Cumulabilità crediti d’imposta 4.0 – Piani di sviluppo rurale: una questione aperta

Data di pubblicazione: 08/03/2021

Pareri discordanti tra Commissione Ue e MiSE: avviato il confronto.

I crediti d’imposta del piano Transizione 4.0, concepiti dagli Stati membri come aiuti di carattere generale, forniscono comunque un sostegno pubblico, quindi andrebbero conteggiati per definire le aliquote massime spettanti alle singole imprese in caso di cumulo con gli aiuti del piano di Sviluppo rurale.

Un parere della Commissione europea sembra assoggettare ai regolamenti degli aiuti per lo sviluppo rurale qualsiasi altro incentivo che le imprese volessero cumulare, compresi quelli previsti da Transizione 4.0.

Il ministero dello Sviluppo economico rassicura sulla bontà della possibilità di cumulo e ha già presentato pareri a sostegno di questa interpretazione alla Commissione Ue.

La Regione Sicilia ha chiesto alla Commissione europea di fornire un’interpretazione sulla possibilità di cumulo tra il credito d’imposta per investimenti del piano Transizione 4.0 e gli aiuti concessi a livello regionale tramite i piani di Sviluppo rurale. La richiesta, presentata nel luglio 2020, intendeva giungere alla conferma circa la compatibilità tra gli incentivi previsti dal Psr e le agevolazioni previste dalla legge nazionale italiana allora operativa per Transizione 4.0, in particolare la 160 del 27 dicembre 2019.
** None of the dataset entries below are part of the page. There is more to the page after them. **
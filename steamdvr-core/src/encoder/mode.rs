//! Export encoding modes and their FFmpeg parameter tables.

use std::fmt;
use std::str::FromStr;

/// How a batch of clips is converted to MP4.
///
/// `FastCopy` remuxes the streams without decoding; every other mode decodes
/// and re-encodes video to HEVC on the named encoder while audio is passed
/// through unchanged. Selected once per batch and applied to every job.
#[derive(Debug, Clone, Copy, PartialEq, Eq, Hash, clap::ValueEnum)]
pub enum EncodingMode {
    /// Container remux only, no quality loss, output ≈ sum of inputs
    FastCopy,
    /// HEVC re-encode on NVIDIA NVENC
    NvencHevc,
    /// HEVC re-encode on AMD AMF
    AmfHevc,
    /// HEVC re-encode on Intel Quick Sync
    QuickSyncHevc,
    /// HEVC re-encode in software (libx265)
    CpuHevc,
}

impl EncodingMode {
    /// All modes, in probe/display order.
    pub const ALL: [EncodingMode; 5] = [
        EncodingMode::FastCopy,
        EncodingMode::NvencHevc,
        EncodingMode::AmfHevc,
        EncodingMode::QuickSyncHevc,
        EncodingMode::CpuHevc,
    ];

    /// Whether this mode copies streams instead of re-encoding.
    pub fn is_copy(&self) -> bool {
        matches!(self, EncodingMode::FastCopy)
    }

    /// FFmpeg encoder name for the video stream, None for stream copy.
    pub fn ffmpeg_video_codec(&self) -> Option<&'static str> {
        match self {
            EncodingMode::FastCopy => None,
            EncodingMode::NvencHevc => Some("hevc_nvenc"),
            EncodingMode::AmfHevc => Some("hevc_amf"),
            EncodingMode::QuickSyncHevc => Some("hevc_qsv"),
            EncodingMode::CpuHevc => Some("libx265"),
        }
    }

    /// Video codec arguments for the final mux/encode invocation.
    ///
    /// Re-encoding modes use constant-quality HEVC tuned for visually
    /// lossless output at a smaller size, with a bounded maximum bitrate.
    /// Audio is always copied.
    pub fn video_args(&self) -> Vec<&'static str> {
        match self {
            EncodingMode::FastCopy => vec!["-c:v", "copy"],
            EncodingMode::NvencHevc => vec![
                "-c:v", "hevc_nvenc", "-preset", "p5", "-rc", "vbr", "-cq", "23", "-maxrate",
                "50M", "-bufsize", "100M",
            ],
            EncodingMode::AmfHevc => vec![
                "-c:v", "hevc_amf", "-quality", "quality", "-rc", "cqp", "-qp_i", "23", "-qp_p",
                "23",
            ],
            EncodingMode::QuickSyncHevc => vec![
                "-c:v",
                "hevc_qsv",
                "-preset",
                "slower",
                "-global_quality",
                "23",
                "-maxrate",
                "50M",
            ],
            EncodingMode::CpuHevc => vec![
                "-c:v", "libx265", "-preset", "medium", "-crf", "23", "-maxrate", "50M",
                "-bufsize", "100M",
            ],
        }
    }
}

impl fmt::Display for EncodingMode {
    fn fmt(&self, f: &mut fmt::Formatter<'_>) -> fmt::Result {
        let name = match self {
            EncodingMode::FastCopy => "fast-copy",
            EncodingMode::NvencHevc => "nvenc-hevc",
            EncodingMode::AmfHevc => "amf-hevc",
            EncodingMode::QuickSyncHevc => "quicksync-hevc",
            EncodingMode::CpuHevc => "cpu-hevc",
        };
        write!(f, "{name}")
    }
}

impl FromStr for EncodingMode {
    type Err = String;

    fn from_str(s: &str) -> Result<Self, Self::Err> {
        match s.to_lowercase().as_str() {
            "fast-copy" | "fastcopy" | "copy" => Ok(EncodingMode::FastCopy),
            "nvenc-hevc" | "nvenc" => Ok(EncodingMode::NvencHevc),
            "amf-hevc" | "amf" => Ok(EncodingMode::AmfHevc),
            "quicksync-hevc" | "qsv" => Ok(EncodingMode::QuickSyncHevc),
            "cpu-hevc" | "cpu" | "x265" => Ok(EncodingMode::CpuHevc),
            _ => Err(format!("Unknown encoding mode: {s}")),
        }
    }
}

#[cfg(test)]
mod tests {
    use super::*;

    #[test]
    fn fast_copy_has_no_encoder() {
        assert!(EncodingMode::FastCopy.is_copy());
        assert_eq!(EncodingMode::FastCopy.ffmpeg_video_codec(), None);
        assert_eq!(EncodingMode::FastCopy.video_args(), vec!["-c:v", "copy"]);
    }

    #[test]
    fn hardware_modes_name_their_encoder() {
        assert_eq!(
            EncodingMode::NvencHevc.ffmpeg_video_codec(),
            Some("hevc_nvenc")
        );
        assert_eq!(EncodingMode::AmfHevc.ffmpeg_video_codec(), Some("hevc_amf"));
        assert_eq!(
            EncodingMode::QuickSyncHevc.ffmpeg_video_codec(),
            Some("hevc_qsv")
        );
        assert_eq!(EncodingMode::CpuHevc.ffmpeg_video_codec(), Some("libx265"));
    }

    #[test]
    fn reencode_args_reference_their_codec() {
        for mode in EncodingMode::ALL {
            let Some(codec) = mode.ffmpeg_video_codec() else {
                continue;
            };
            assert!(mode.video_args().contains(&codec));
        }
    }

    #[test]
    fn mode_names_round_trip() {
        for mode in EncodingMode::ALL {
            let parsed: EncodingMode = mode.to_string().parse().unwrap();
            assert_eq!(parsed, mode);
        }
    }
}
Questa aveva introdotto, all’articolo 1, un credito d’imposta per investimenti in beni strumentali nuovi, materiali e immateriali, funzionali alla trasformazione tecnologica e digitale dei processi produttivi e un credito d'imposta per stimolare la spesa privata in ricerca, sviluppo e innovazione tecnologica per sostenere la competitività delle imprese e per favorirne i processi di transizione digitale.

Il direttore aggiunto della Commissione europea - direzione generale dell’Agricoltura e sviluppo rurale - specifica che è consapevole che, a parere dello Stato italiano, la norma prevede che il credito di imposta sia cumulabile con altre agevolazioni che abbiano ad oggetto i medesimi costi, a condizione che tale cumulo non porti al superamento del costo sostenuto. Premette che ha chiaro come la Regione Sicilia consideri che l’incentivo fiscale sia una misura di carattere generale, che non si configura quindi come aiuto di Stato. Prende atto della richiesta volta a sapere se sia possibile cumulare lo stesso incentivo con il sostegno previsto dalle misure del Psr Sicilia, superando in questo caso le aliquote massime previste dall’allegato II del regolamento (Ue) 1305/2013.

Il parere è negativo e viene motivato come segue: “Va ricordato che ai fini dell’attuazione dei programmi di sviluppo rurale (Psr), l’allegato II del regolamento (Ue) n. 1305/2013 introduce aliquote di sostegno massime” che “non possono in alcun caso essere superate”.

Il direttore aggiunge che al “contributo pubblico” sono riconducibili anche esenzioni dall’onere fiscale altrimenti applicabile, in quanto riducono il costo globale a carico del beneficiario per l’attuazione dell’attività in questione. Arriva quindi a concludere che il sostegno del Psr, per le stesse spese ammissibili, possa essere concesso in combinazione con i crediti d’imposta, ma il sostegno cumulato deve rimanere entro i limiti fissati dall’allegato II del regolamento (Ue) n. 1305/2013.

Il Ministero dello Sviluppo economico ha fatto presente di essere a conoscenza del parere dei servizi della commissione ma di non essere d’accordo con la sua impostazione. Il dicastero ha, quindi, già intrapreso dialoghi costanti con la Commissione, portando un’interpretazione che confermerebbe la bontà di quanto fatto in Italia.